Re: [RFC PATCH 0/7] x86/entry: Atomic statck switching for IST

From: Dave Hansen
Date: Mon Apr 03 2023 - 12:53:20 EST


On 4/3/23 07:05, Lai Jiangshan wrote:
> Documentation/x86/kernel-stacks.rst | 2 +
> arch/x86/entry/Makefile | 3 +
> arch/x86/entry/entry_64.S | 615 +++++++-------------------
> arch/x86/entry/ist_entry.c | 299 +++++++++++++
> arch/x86/include/asm/cpu_entry_area.h | 8 +-
> arch/x86/include/asm/idtentry.h | 15 +-
> arch/x86/include/asm/sev.h | 14 -
> arch/x86/include/asm/traps.h | 1 -
> arch/x86/kernel/asm-offsets_64.c | 7 +
> arch/x86/kernel/callthunks.c | 2 +
> arch/x86/kernel/dumpstack_64.c | 6 +-
> arch/x86/kernel/nmi.c | 8 -
> arch/x86/kernel/sev.c | 108 -----
> arch/x86/kernel/traps.c | 43 --
> arch/x86/kvm/vmx/vmx.c | 441 +++++++++++++++++-
> arch/x86/kvm/x86.c | 10 +-
> arch/x86/mm/cpu_entry_area.c | 2 +-
> tools/objtool/check.c | 7 +-
> 18 files changed, 937 insertions(+), 654 deletions(-)
> create mode 100644 arch/x86/entry/ist_entry.c

Some high-level comments...

The diffstat looks a lot nastier because of the testing patch. If you
that patch and trim the diffstat a bit, it starts to look a _lot_ more
appealing:

> arch/x86/entry/entry_64.S | 615 ++++++++----------------------------
> arch/x86/entry/ist_entry.c | 299 +++++++++++++++++
> arch/x86/kernel/sev.c | 108 ------
> arch/x86/kernel/traps.c | 43 --
...
> 16 files changed, 490 insertions(+), 650 deletions(-)

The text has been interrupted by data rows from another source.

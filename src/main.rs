use clap::Parser;
use menuboard::core::config::{self, CliOverrides, MenuboardConfig};
use menuboard::core::seed;
use menuboard::tui;
use simplelog::{ConfigBuilder, WriteLogger};
use std::fs::File;

#[derive(Parser)]
#[command(name = "menuboard", about = "Drag-and-drop menu-card board for the terminal")]
struct Args {
    /// Board to start with: "basic", "generated", or a path to a JSON seed file
    #[arg(short, long)]
    seed: Option<String>,

    /// Log level (error, warn, info, debug, trace)
    #[arg(long)]
    log_level: Option<String>,

    /// Log file path
    #[arg(long)]
    log_file: Option<String>,
}

fn main() -> std::io::Result<()> {
    let args = Args::parse();

    // Logging depends on config, so load first and report errors once the
    // logger is up
    let (file_config, config_error) = match config::load_config() {
        Ok(file_config) => (file_config, None),
        Err(e) => (MenuboardConfig::default(), Some(e)),
    };
    let cli = CliOverrides {
        seed: args.seed,
        log_level: args.log_level,
        log_file: args.log_file,
    };
    let resolved = config::resolve(&file_config, &cli);

    let log_config = ConfigBuilder::new().set_time_format_rfc3339().build();
    if let Ok(log_file) = File::create(&resolved.log_file) {
        let _ = WriteLogger::init(config::parse_level(&resolved.log_level), log_config, log_file);
    }

    if let Some(e) = config_error {
        log::warn!("Ignoring config file: {}", e);
    }
    log::info!("Menuboard starting with seed: {}", resolved.seed);

    let board = seed::board_from_setting(
        &resolved.seed,
        resolved.containers,
        resolved.items_per_container,
    )
    .map_err(|e| {
        log::error!("Failed to load seed {}: {}", resolved.seed, e);
        std::io::Error::other(e.to_string())
    })?;

    tui::run(resolved, board)
}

It removes more code than it adds and also removes a bunch of assembly.
If it were me posting this, I'd have shouted that from the rooftops
instead of obscuring it with a testing patch and leaving it as an
exercise to the reader to figure out.

It also comes with testing code and a great cover letter, which are rare
and _spectacular_.

That said, I'm torn. This series makes a valiant attempt to improve one
of the creakiest corners of arch/x86/. But, there are precious few
reviewers that can _really_ dig into this stuff. This is also a lot
less valuable now than it would have been when FRED was not on the horizon.

It's also not incremental at all. It's going to be a big pain when
someone bisects their random system hang to patch 4/7. It'll mean
there's a bug buried somewhere in the 500 lines of patch 3/7.

Grumbling aside, there's too much potential upside here to ignore. As
this moves out of RFC territory, it would be great if you could:

* Look at the FRED series and determine how much this collides
* Dig up some reviewers
* Flesh out the testing story. What kind of hardware was this tested
on? How much was bare metal vs. VMs, etc...?
* Reinforce what the benefits to end users are here. Are folks
_actually_ running into the #VC fragility, for instance?

Also, let's say we queue this, it starts getting linux-next testing, and
we start getting bug reports of hangs. It'll have to get reverted if we
can't find the bug fast.

How much of a pain would it be to make atomic-IST-entry _temporarily_
selectable at boot time? It would obviously need to keep the old code
around and would not have the nice diffstat. But that way, folks would
at least have a workaround while we're bug hunting.

1. https://lore.kernel.org/all/20230327075838.5403-1-xin3.li@xxxxxxxxx/